We have little choice initially but to accept appellants’ explanation of what Count III is all about, but that explanation makes evident what the problem is. In order to save Count III. appellants ask us, among other things, to convert, if necessary, the third-party complaint into a counterclaim, realign and redesignate the parties, and to [1053]*1053remember Haines v. Kerner, 404 U.S. 519, 92 S.Ct. 594, 30 L.Ed.2d 652 (1972). We will consider that rather strenuous task.

Haines v. Kerner causes us to liberally construe the pro se complaints of prisoners, not formal pleadings drafted by lawyers, even if acting pro se.

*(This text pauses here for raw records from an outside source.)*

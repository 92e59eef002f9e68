//! SDRF-Proteomics target schema.
//!
//! SDRF column names carry their meaning in a bracketed qualifier, e.g.
//! `characteristics[organism part]` or `comment[instrument]`. The qualifier
//! is also the key under which the ontology term set for the column is
//! published (`all_organism_part_elements`).

/// Canonical SDRF columns offered as matching targets, in template order.
pub const TEMPLATE_COLUMNS: &[&str] = &[
    "source name",
    "assay name",
    "technology type",
    "characteristics[age]",
    "characteristics[ancestry category]",
    "characteristics[biological replicate]",
    "characteristics[cell line]",
    "characteristics[cell type]",
    "characteristics[developmental stage]",
    "characteristics[disease]",
    "characteristics[individual]",
    "characteristics[organism part]",
    "characteristics[organism]",
    "characteristics[sex]",
    "characteristics[enrichment process]",
    "characteristics[compound]",
    "characteristics[concentration of compound]",
    "comment[modification parameters]",
    "comment[cleavage agent details]",
    "comment[data file]",
    "comment[fraction identifier]",
    "comment[fractionation method]",
    "comment[instrument]",
    "comment[label]",
    "comment[technical replicate]",
    "comment[fragment mass tolerance]",
    "comment[precursor mass tolerance]",
    "comment[dissociation method]",
    "characteristics[spiked compound]",
    "characteristics[synthetic peptide]",
    "characteristics[phenotype]",
    "comment[depletion]",
];

/// Column prefixes whose bracketed qualifier names an ontology-backed attribute.
const ONTOLOGY_PREFIXES: &[&str] = &["characteristics[", "comment[", "factor value["];

/// Returns true if `name` is one of the canonical template columns.
pub fn is_template_column(name: &str) -> bool {
    TEMPLATE_COLUMNS.contains(&name)
}

/// Returns true if `name` follows the bracketed SDRF attribute convention.
///
/// ```
/// use sdrf_standards::follows_ontology_convention;
///
/// assert!(follows_ontology_convention("characteristics[strain]"));
/// assert!(follows_ontology_convention("factor value[disease]"));
/// assert!(!follows_ontology_convention("sample notes"));
/// assert!(!follows_ontology_convention("comment[]"));
/// ```
pub fn follows_ontology_convention(name: &str) -> bool {
    ONTOLOGY_PREFIXES.iter().any(|prefix| {
        name.strip_prefix(prefix)
            .and_then(|rest| rest.strip_suffix(']'))
            .is_some_and(|inner| !inner.trim().is_empty() && !inner.contains(['[', ']']))
    })
}

/// Extracts the qualifier of a column name.
///
/// The qualifier is the text after the last `[` up to the next `]`. Names
/// without brackets are their own qualifier.
///
/// ```
/// use sdrf_standards::qualifier;
///
/// assert_eq!(qualifier("characteristics[organism part]"), "organism part");
/// assert_eq!(qualifier("technology type"), "technology type");
/// ```
pub fn qualifier(name: &str) -> &str {
    let tail = name.rsplit('[').next().unwrap_or(name);
    tail.split(']').next().unwrap_or(tail)
}

/// Builds the term-set key for a column: `all_<qualifier>_elements`.
///
/// ```
/// use sdrf_standards::ontology_key;
///
/// assert_eq!(ontology_key("comment[cleavage agent details]"), "all_cleavage_agent_details_elements");
/// ```
pub fn ontology_key(name: &str) -> String {
    format!("all_{}_elements", qualifier(name).replace(' ', "_"))
}
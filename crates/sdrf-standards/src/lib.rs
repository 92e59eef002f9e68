//! SDRF-Proteomics standards: target schema, categories and vocabularies.
//!
//! This crate provides:
//!
//! - **Target schema** ([`schema`]): the canonical SDRF column list and the
//!   bracketed-qualifier conventions used to name columns
//! - **Column categories** ([`category`]): which validation strategy applies
//!   to each target column
//! - **Ontology term sets** ([`ontology`]): the controlled vocabulary for each
//!   ontology-backed column, loaded from JSON or a directory of term files
//! - **Synonyms** ([`synonyms`]): organism alias normalization
//! - **Age format** ([`age`]): the SDRF age notation checker
//!
//! # Example
//!
//! ```rust,ignore
//! use sdrf_standards::{ColumnCategory, OntologyRegistry, category_of};
//!
//! let registry = OntologyRegistry::load("ontology/terms.json")?;
//! assert_eq!(category_of("characteristics[organism]"), ColumnCategory::Organism);
//! let terms = registry.terms_for("characteristics[organism part]")?;
//! ```

pub mod age;
pub mod category;
pub mod error;
pub mod ontology;
pub mod paths;
pub mod schema;
pub mod synonyms;

// Error types
pub use error::{Result, StandardsError};

// Categories and schema
pub use category::{ColumnCategory, category_of};
pub use schema::{
    TEMPLATE_COLUMNS, follows_ontology_convention, is_template_column, ontology_key, qualifier,
};

// Vocabularies
pub use age::{AgeFormat, SdrfAgeFormat};
pub use ontology::{OntologyRegistry, TermSet};
pub use paths::{ONTOLOGY_ENV_VAR, resolve_ontology_path};
pub use synonyms::{ORGANISM_ALIASES, SynonymNormalizer};
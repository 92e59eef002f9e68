//! Validation outcome types.
//!
//! A [`Diagnostic`] is the verdict on one (local column, target column) pair.
//! Rejections carry exactly the values that caused them so the user can fix
//! the local sheet.

use std::fmt;

use serde::{Deserialize, Serialize};

/// Offending values shown in a message before the list is abbreviated.
const MAX_LISTED_VALUES: usize = 10;

/// How a diagnostic is presented to the user.
#[derive(Debug, Clone, Copy, PartialEq, Eq, Hash, Serialize, Deserialize)]
#[serde(rename_all = "snake_case")]
pub enum NoticeKind {
    /// Values were accepted and merged.
    Success,
    /// Values were rejected.
    Error,
    /// The column needs a different input path.
    Instruction,
    /// Nothing happened (skipped pair).
    Neutral,
}

impl NoticeKind {
    /// Human-readable label.
    pub fn label(&self) -> &'static str {
        match self {
            Self::Success => "Success",
            Self::Error => "Error",
            Self::Instruction => "Instruction",
            Self::Neutral => "Skipped",
        }
    }
}

/// Why a target column cannot be validated.
#[derive(Debug, Clone, PartialEq, Eq, Serialize, Deserialize)]
#[serde(tag = "kind", rename_all = "snake_case")]
pub enum UnsupportedReason {
    /// The column is ontology-backed but no term set is registered for it.
    NoTermSet { key: String },
    /// The column follows no known validation rule.
    NoValidationRule,
}

impl fmt::Display for UnsupportedReason {
    fn fmt(&self, f: &mut fmt::Formatter<'_>) -> fmt::Result {
        match self {
            Self::NoTermSet { key } => write!(f, "no ontology term set '{key}'"),
            Self::NoValidationRule => f.write_str("no validation rule for this column"),
        }
    }
}

/// Verdict on one confirmed pair.
#[derive(Debug, Clone, PartialEq, Eq, Serialize, Deserialize)]
#[serde(tag = "outcome", rename_all = "snake_case")]
pub enum Diagnostic {
    /// Values satisfy the target's rule and were merged.
    Accepted,
    /// Values do not follow the required format (age notation).
    FormatRejected { values: Vec<String> },
    /// Values outside the allowed enumeration (sex).
    EnumRejected { offending: Vec<String> },
    /// Values that are not terms of the column's ontology.
    OntologyRejected { missing: Vec<String> },
    /// Every local value was missing, so nothing could be checked.
    EmptyInput,
    /// The target column has no validation path.
    Unsupported { reason: UnsupportedReason },
    /// The user chose not to map the local column.
    Skipped,
}

impl Diagnostic {
    /// Returns true if the values were accepted.
    pub fn is_accepted(&self) -> bool {
        matches!(self, Self::Accepted)
    }

    /// Returns true for the three rejection variants and empty input.
    pub fn is_rejected(&self) -> bool {
        matches!(
            self,
            Self::FormatRejected { .. }
                | Self::EnumRejected { .. }
                | Self::OntologyRejected { .. }
                | Self::EmptyInput
        )
    }

    /// The values that caused a rejection (empty for other outcomes).
    pub fn offending_values(&self) -> &[String] {
        match self {
            Self::FormatRejected { values } => values,
            Self::EnumRejected { offending } => offending,
            Self::OntologyRejected { missing } => missing,
            _ => &[],
        }
    }

    /// Presentation kind.
    pub fn notice(&self) -> NoticeKind {
        match self {
            Self::Accepted => NoticeKind::Success,
            Self::FormatRejected { .. }
            | Self::EnumRejected { .. }
            | Self::OntologyRejected { .. }
            | Self::EmptyInput => NoticeKind::Error,
            Self::Unsupported { .. } => NoticeKind::Instruction,
            Self::Skipped => NoticeKind::Neutral,
        }
    }

    /// Short outcome label for tables and logs.
    pub fn label(&self) -> &'static str {
        match self {
            Self::Accepted => "accepted",
            Self::FormatRejected { .. } => "format rejected",
            Self::EnumRejected { .. } => "enum rejected",
            Self::OntologyRejected { .. } => "ontology rejected",
            Self::EmptyInput => "empty input",
            Self::Unsupported { .. } => "unsupported",
            Self::Skipped => "skipped",
        }
    }

    /// User-facing message.
    pub fn message(&self) -> String {
        match self {
            Self::Accepted => {
                "The local metadata values are valid terms and are mapped to the SDRF file."
                    .to_string()
            }
            Self::FormatRejected { values } => format!(
                "The age column is not in the correct format ({}), please check and try again.",
                list_values(values)
            ),
            Self::EnumRejected { offending } => format!(
                "The sex column should only contain M, F or NA; found {}. Please check and try again.",
                list_values(offending)
            ),
            Self::OntologyRejected { missing } => format!(
                "{} are not ontology terms. Select the correct terms directly from the ontology.",
                list_values(missing)
            ),
            Self::EmptyInput => {
                "Every local value is missing, so there is nothing to map.".to_string()
            }
            Self::Unsupported { reason } => format!(
                "This column cannot be matched automatically ({reason}). Fill it in manually from the ontology."
            ),
            Self::Skipped => "Skipped this column.".to_string(),
        }
    }
}

impl fmt::Display for Diagnostic {
    fn fmt(&self, f: &mut fmt::Formatter<'_>) -> fmt::Result {
        f.write_str(&self.message())
    }
}

fn list_values(values: &[String]) -> String {
    let shown: Vec<String> = values
        .iter()
        .take(MAX_LISTED_VALUES)
        .map(|v| format!("'{v}'"))
        .collect();
    let mut text = shown.join(", ");
    if values.len() > MAX_LISTED_VALUES {
        text.push_str(&format!(" and {} more", values.len() - MAX_LISTED_VALUES));
    }
    text
}

#[cfg(test)]
mod tests {
    use super::*;

    fn strings(values: &[&str]) -> Vec<String> {
        values.iter().map(|v| v.to_string()).collect()
    }

    #[test]
    fn notice_kinds() {
        assert_eq!(Diagnostic::Accepted.notice(), NoticeKind::Success);
        assert_eq!(Diagnostic::EmptyInput.notice(), NoticeKind::Error);
        assert_eq!(Diagnostic::Skipped.notice(), NoticeKind::Neutral);
        assert_eq!(
            Diagnostic::Unsupported {
                reason: UnsupportedReason::NoValidationRule
            }
            .notice(),
            NoticeKind::Instruction
        );
    }

    #[test]
    fn sex_message() {
        let diagnostic = Diagnostic::EnumRejected {
            offending: strings(&["Unknown", "male"]),
        };
        insta::assert_snapshot!(
            diagnostic.message(),
            @"The sex column should only contain M, F or NA; found 'Unknown', 'male'. Please check and try again."
        );
    }

    #[test]
    fn ontology_message() {
        let diagnostic = Diagnostic::OntologyRejected {
            missing: strings(&["hepatocite"]),
        };
        insta::assert_snapshot!(
            diagnostic.to_string(),
            @"'hepatocite' are not ontology terms. Select the correct terms directly from the ontology."
        );
    }

    #[test]
    fn empty_input_message() {
        insta::assert_snapshot!(
            Diagnostic::EmptyInput.to_string(),
            @"Every local value is missing, so there is nothing to map."
        );
    }

    #[test]
    fn unsupported_message() {
        let diagnostic = Diagnostic::Unsupported {
            reason: UnsupportedReason::NoTermSet {
                key: "all_phenotype_elements".to_string(),
            },
        };
        insta::assert_snapshot!(
            diagnostic.message(),
            @"This column cannot be matched automatically (no ontology term set 'all_phenotype_elements'). Fill it in manually from the ontology."
        );
    }

    #[test]
    fn long_lists_are_abbreviated() {
        let values: Vec<String> = (0..12).map(|i| format!("v{i:02}")).collect();
        let diagnostic = Diagnostic::FormatRejected { values };
        let message = diagnostic.message();
        assert!(message.contains("'v09'"));
        assert!(!message.contains("'v10'"));
        assert!(message.contains("and 2 more"));
    }

    #[test]
    fn serializes_with_outcome_tag() {
        let diagnostic = Diagnostic::EnumRejected {
            offending: strings(&["Unknown"]),
        };
        insta::assert_json_snapshot!(diagnostic, @r#"
        {
          "outcome": "enum_rejected",
          "offending": [
            "Unknown"
          ]
        }
        "#);
    }

    #[test]
    fn offending_values_by_variant() {
        let diagnostic = Diagnostic::OntologyRejected {
            missing: strings(&["a", "b"]),
        };
        assert_eq!(diagnostic.offending_values(), &["a", "b"]);
        assert!(Diagnostic::Accepted.offending_values().is_empty());
        assert!(diagnostic.is_rejected());
        assert!(!Diagnostic::Skipped.is_rejected());
    }
}
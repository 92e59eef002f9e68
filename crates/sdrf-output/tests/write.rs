//! Writing SDRF files to disk.

use std::fs;

use polars::prelude::*;
use sdrf_output::{DEFAULT_OUTPUT_NAME, OutputError, TsvOptions, write_sdrf_tsv};

#[test]
fn writes_into_nested_directory() {
    let dir = tempfile::tempdir().unwrap();
    let path = dir.path().join("out").join(DEFAULT_OUTPUT_NAME);
    let df = df!(
        "source name" => &["sample 1"],
        "characteristics[disease]" => &["normal"],
    )
    .unwrap();

    let written = write_sdrf_tsv(&df, &path, &TsvOptions::default()).unwrap();
    assert_eq!(written, path);
    let content = fs::read_to_string(&path).unwrap();
    assert_eq!(
        content,
        "source name\tcharacteristics[disease]\nsample 1\tnormal\n"
    );
}

#[test]
fn values_with_tabs_are_quoted() {
    let dir = tempfile::tempdir().unwrap();
    let path = dir.path().join("quoted.sdrf.tsv");
    let df = df!("comment[label]" => &["a\tb"]).unwrap();

    write_sdrf_tsv(&df, &path, &TsvOptions::default()).unwrap();
    let content = fs::read_to_string(&path).unwrap();
    assert_eq!(content, "comment[label]\n\"a\tb\"\n");
}

#[test]
fn unwritable_path_is_reported() {
    let dir = tempfile::tempdir().unwrap();
    let blocker = dir.path().join("file");
    fs::write(&blocker, "x").unwrap();
    let df = df!("source name" => &["s"]).unwrap();

    let err = write_sdrf_tsv(&df, &blocker.join("out.tsv"), &TsvOptions::default()).unwrap_err();
    assert!(matches!(err, OutputError::CreateDir { .. } | OutputError::CreateFile { .. }));
}
//! Error types for the matching session.

use thiserror::Error;

/// Errors from matching operations.
///
/// Every variant except [`MatchError::DataFrame`] is a protocol violation:
/// the operation was refused and the session is unchanged.
#[derive(Error, Debug, Clone, PartialEq, Eq)]
#[non_exhaustive]
pub enum MatchError {
    /// A requested local candidate is not a column of the local table.
    #[error("Local table has no column '{0}'")]
    LocalColumnMissing(String),

    /// Local column is not (or no longer) in the candidate pool.
    #[error("Local column not available: {0}")]
    LocalNotAvailable(String),

    /// Target column is not (or no longer) in the candidate pool.
    #[error("Target column not available: {0}")]
    TargetNotAvailable(String),

    /// A target was chosen before a local column.
    #[error("No local column selected")]
    NoLocalSelected,

    /// Confirm was requested without a complete pair.
    #[error("No pair is waiting for confirmation")]
    NoPairPending,

    /// A new local column was picked while a complete pair awaits confirmation.
    #[error("Pair '{local}' -> '{target}' is awaiting confirmation")]
    PairInFlight {
        /// The pending local column.
        local: String,
        /// The pending target choice.
        target: String,
    },

    /// Every local column has been matched or skipped.
    #[error("Matching session is finished")]
    SessionFinished,

    /// Failed DataFrame operation while reading or committing values.
    #[error("DataFrame operation failed: {message}")]
    DataFrame { message: String },
}

impl MatchError {
    /// Returns true if the error is a refused operation rather than a data failure.
    pub fn is_protocol_violation(&self) -> bool {
        !matches!(self, Self::DataFrame { .. })
    }

    /// Get the column name associated with this error, if any.
    pub fn column(&self) -> Option<&str> {
        match self {
            Self::LocalColumnMissing(c) | Self::LocalNotAvailable(c) | Self::TargetNotAvailable(c) => {
                Some(c)
            }
            Self::PairInFlight { local, .. } => Some(local),
            _ => None,
        }
    }
}

impl From<polars::prelude::PolarsError> for MatchError {
    fn from(err: polars::prelude::PolarsError) -> Self {
        Self::DataFrame {
            message: err.to_string(),
        }
    }
}

/// Result type for matching operations.
pub type Result<T> = std::result::Result<T, MatchError>;

#[cfg(test)]
mod tests {
    use super::*;

    #[test]
    fn test_error_display() {
        let err = MatchError::PairInFlight {
            local: "Species".to_string(),
            target: "characteristics[organism]".to_string(),
        };
        assert_eq!(
            err.to_string(),
            "Pair 'Species' -> 'characteristics[organism]' is awaiting confirmation"
        );
        assert_eq!(err.column(), Some("Species"));
        assert!(err.is_protocol_violation());
    }

    #[test]
    fn test_polars_error_is_not_protocol() {
        let err: MatchError = polars::prelude::PolarsError::ColumnNotFound("x".into()).into();
        assert!(!err.is_protocol_violation());
        assert_eq!(err.column(), None);
    }
}
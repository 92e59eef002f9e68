//! Spreadsheet reading (xlsx, xls, ods).

use std::path::Path;

use calamine::{Data, ExcelDateTime, Reader, open_workbook_auto};
use chrono::NaiveTime;
use polars::prelude::DataFrame;
use sdrf_common::format_numeric;

use crate::error::{IngestError, Result};
use crate::grid::TextGrid;

/// Reads the first worksheet of a workbook into a text `DataFrame`.
pub fn read_first_sheet(path: &Path) -> Result<DataFrame> {
    if !path.exists() {
        return Err(IngestError::FileNotFound {
            path: path.to_path_buf(),
        });
    }

    let mut workbook = open_workbook_auto(path).map_err(|e| IngestError::Workbook {
        path: path.to_path_buf(),
        message: e.to_string(),
    })?;
    let Some(sheet) = workbook.sheet_names().first().cloned() else {
        return Err(IngestError::NoSheets {
            path: path.to_path_buf(),
        });
    };
    let range = workbook
        .worksheet_range(&sheet)
        .map_err(|e| IngestError::Workbook {
            path: path.to_path_buf(),
            message: format!("sheet '{sheet}': {e}"),
        })?;

    tracing::debug!(path = %path.display(), sheet = %sheet, "reading first worksheet");
    let records = range
        .rows()
        .map(|row| row.iter().map(cell_to_text).collect())
        .collect();
    TextGrid::from_records(path, records)?.into_frame(path)
}

fn cell_to_text(cell: &Data) -> String {
    match cell {
        Data::Empty => String::new(),
        Data::String(s) | Data::DateTimeIso(s) | Data::DurationIso(s) => s.clone(),
        Data::Float(n) => format_numeric(*n),
        Data::Int(n) => n.to_string(),
        Data::Bool(b) => if *b { "True" } else { "False" }.to_string(),
        Data::DateTime(dt) => datetime_to_text(dt),
        Data::Error(e) => format!("#{e:?}"),
    }
}

/// Renders date cells as ISO dates, adding the time only when it is not midnight.
/// Durations keep their serial value.
fn datetime_to_text(dt: &ExcelDateTime) -> String {
    match dt.as_datetime() {
        Some(value) if dt.is_datetime() => {
            if value.time() == NaiveTime::MIN {
                value.format("%Y-%m-%d").to_string()
            } else {
                value.format("%Y-%m-%dT%H:%M:%S").to_string()
            }
        }
        _ => format_numeric(dt.as_f64()),
    }
}
//! Logging setup using `tracing` and `tracing-subscriber`.
//!
//! # Log Levels
//!
//! - `error`: fatal errors
//! - `warn`: rejected pairs, row-count mismatches
//! - `info`: loading, session start and end, pair outcomes
//! - `debug`: state transitions, settings resolution
//! - `trace`: cell values (only with `--log-data`)
//!
//! Values from the user's table are shown only when row-level logging is
//! enabled; otherwise [`redact_value`] replaces them.

use std::fs::OpenOptions;
use std::io::{self, Write};
use std::path::PathBuf;
use std::sync::atomic::{AtomicBool, Ordering};
use std::sync::{Arc, Mutex};

use tracing::level_filters::LevelFilter;
use tracing_subscriber::{
    EnvFilter,
    fmt::{self, MakeWriter},
    layer::SubscriberExt,
    util::SubscriberInitExt,
};

static LOG_DATA_ENABLED: AtomicBool = AtomicBool::new(false);

/// Placeholder used when row-level logging is disabled.
pub const REDACTED_VALUE: &str = "[REDACTED]";

const CRATES: &[&str] = &[
    "sdrf_cli",
    "sdrf_common",
    "sdrf_ingest",
    "sdrf_map",
    "sdrf_output",
    "sdrf_standards",
    "sdrf_validate",
];

/// Returns true if row-level logging is explicitly enabled.
pub fn log_data_enabled() -> bool {
    LOG_DATA_ENABLED.load(Ordering::Relaxed)
}

/// Returns the input value when row-level logging is enabled, otherwise a redacted token.
pub fn redact_value(value: &str) -> &str {
    if log_data_enabled() {
        value
    } else {
        REDACTED_VALUE
    }
}

/// Configuration for logging behavior.
#[derive(Debug, Clone)]
pub struct LogConfig {
    /// Level applied to the mapper crates.
    pub level_filter: LevelFilter,
    /// Let `RUST_LOG` take over when no explicit level was given.
    pub use_env_filter: bool,
    pub with_timestamps: bool,
    /// Include the module path in each line.
    pub with_target: bool,
    /// Emit span close events (json only).
    pub with_spans: bool,
    pub with_ansi: bool,
    pub format: LogFormat,
    /// Write to this file instead of stderr.
    pub log_file: Option<PathBuf>,
    /// Whether table values may be logged.
    pub log_data: bool,
}

/// Log output format.
#[derive(Debug, Clone, Copy, Default, PartialEq, Eq)]
pub enum LogFormat {
    /// Human-readable multi-field format.
    #[default]
    Pretty,
    /// Compact single-line format.
    Compact,
    /// JSON format for machine parsing.
    Json,
}

impl Default for LogConfig {
    fn default() -> Self {
        Self {
            level_filter: LevelFilter::WARN,
            use_env_filter: true,
            with_timestamps: false,
            with_target: false,
            with_spans: true,
            with_ansi: true,
            format: LogFormat::default(),
            log_file: None,
            log_data: false,
        }
    }
}

/// Initialize the global tracing subscriber.
///
/// Call once at startup.
///
/// # Errors
///
/// Returns an error if the log file cannot be opened.
pub fn init_logging(config: &LogConfig) -> io::Result<()> {
    if let Some(path) = &config.log_file {
        let file = OpenOptions::new().create(true).append(true).open(path)?;
        init_logging_with_writer(config, SharedFileWriter::new(file));
    } else {
        init_logging_with_writer(config, io::stderr);
    }
    Ok(())
}

/// Initialize logging with a custom writer.
pub fn init_logging_with_writer<W>(config: &LogConfig, writer: W)
where
    W: for<'writer> MakeWriter<'writer> + Send + Sync + 'static,
{
    LOG_DATA_ENABLED.store(config.log_data, Ordering::Release);
    let filter = build_env_filter(config.level_filter, config.use_env_filter);

    match config.format {
        LogFormat::Json => {
            let layer = fmt::layer()
                .json()
                .with_writer(writer)
                .with_target(config.with_target)
                .with_span_events(if config.with_spans {
                    fmt::format::FmtSpan::CLOSE
                } else {
                    fmt::format::FmtSpan::NONE
                });
            tracing_subscriber::registry().with(filter).with(layer).init();
        }
        LogFormat::Compact => {
            let layer = fmt::layer()
                .compact()
                .with_writer(writer)
                .with_ansi(config.with_ansi)
                .with_target(config.with_target);
            if config.with_timestamps {
                tracing_subscriber::registry().with(filter).with(layer).init();
            } else {
                tracing_subscriber::registry()
                    .with(filter)
                    .with(layer.without_time())
                    .init();
            }
        }
        LogFormat::Pretty => {
            let layer = fmt::layer()
                .with_writer(writer)
                .with_ansi(config.with_ansi)
                .with_target(config.with_target);
            if config.with_timestamps {
                tracing_subscriber::registry().with(filter).with(layer).init();
            } else {
                tracing_subscriber::registry()
                    .with(filter)
                    .with(layer.without_time())
                    .init();
            }
        }
    }
}

#[derive(Clone)]
struct SharedFileWriter {
    file: Arc<Mutex<std::fs::File>>,
}

impl SharedFileWriter {
    fn new(file: std::fs::File) -> Self {
        Self {
            file: Arc::new(Mutex::new(file)),
        }
    }
}

struct SharedFileGuard {
    file: Arc<Mutex<std::fs::File>>,
}

impl Write for SharedFileGuard {
    fn write(&mut self, buf: &[u8]) -> io::Result<usize> {
        let mut guard = self
            .file
            .lock()
            .map_err(|_| io::Error::other("log file lock poisoned"))?;
        guard.write(buf)
    }

    fn flush(&mut self) -> io::Result<()> {
        let mut guard = self
            .file
            .lock()
            .map_err(|_| io::Error::other("log file lock poisoned"))?;
        guard.flush()
    }
}

impl<'a> MakeWriter<'a> for SharedFileWriter {
    type Writer = SharedFileGuard;

    fn make_writer(&'a self) -> Self::Writer {
        SharedFileGuard {
            file: Arc::clone(&self.file),
        }
    }
}

/// Scope `level` to the mapper crates; dependencies stay at `warn`.
fn default_directives(level: LevelFilter) -> String {
    let level = level.to_string().to_lowercase();
    let mut directives = vec!["warn".to_string()];
    directives.extend(CRATES.iter().map(|name| format!("{name}={level}")));
    directives.join(",")
}

fn build_env_filter(level: LevelFilter, use_env: bool) -> EnvFilter {
    let fallback = || EnvFilter::new(default_directives(level));
    if use_env {
        EnvFilter::try_from_default_env().unwrap_or_else(|_| fallback())
    } else {
        fallback()
    }
}

#[cfg(test)]
mod tests {
    use super::*;

    #[test]
    fn directives_cover_every_crate() {
        let directives = default_directives(LevelFilter::DEBUG);
        assert!(directives.starts_with("warn,"));
        for name in CRATES {
            assert!(directives.contains(&format!("{name}=debug")));
        }
    }

    #[test]
    fn values_are_redacted_by_default() {
        assert!(!log_data_enabled());
        assert_eq!(redact_value("Homo sapiens"), REDACTED_VALUE);
    }
}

Neither the trial court nor this court should be required to spend much time in attempting to redraft a cause of action for one of the parties. Federal pleading practice even under the most liberal view does not mean that all the rules may be ignored. Some understandable allegations, even if inartfully drawn, remain essential to any effort to formulate a recognizable issue for disposition on its merits.

The trial judge filed a reasoned memorandum in support of his order of dismissal with which we are in substantial agreement. First, he found that under Rule 14 of the Federal Rules of Civil Procedure the additional parties could not be added as third-party defendants since there was no claim that any one of -the additional parties would be secondarily liable to appellants in the event it was found in the original cause that appellants were liable to appellees. That is a plain condition on the face of Rule 14.8 The rule is not altered merely by the fact that the alleged third-party claim grew out of the same transaction. Parr v. Great Lakes Express Co., 484 F.2d 767 (7th Cir. 1973); U. S. Fidelity Guaranty Co. v. American State Bank, 372 F.2d 449 (10th Cir. 1967).

Next, the trial court considered Count III as a possible compulsory counterclaim under Rule 13(a) or as a permissive counterclaim under Rule 13(b) so as to permit the joinder of additional parties under Rule 13(h).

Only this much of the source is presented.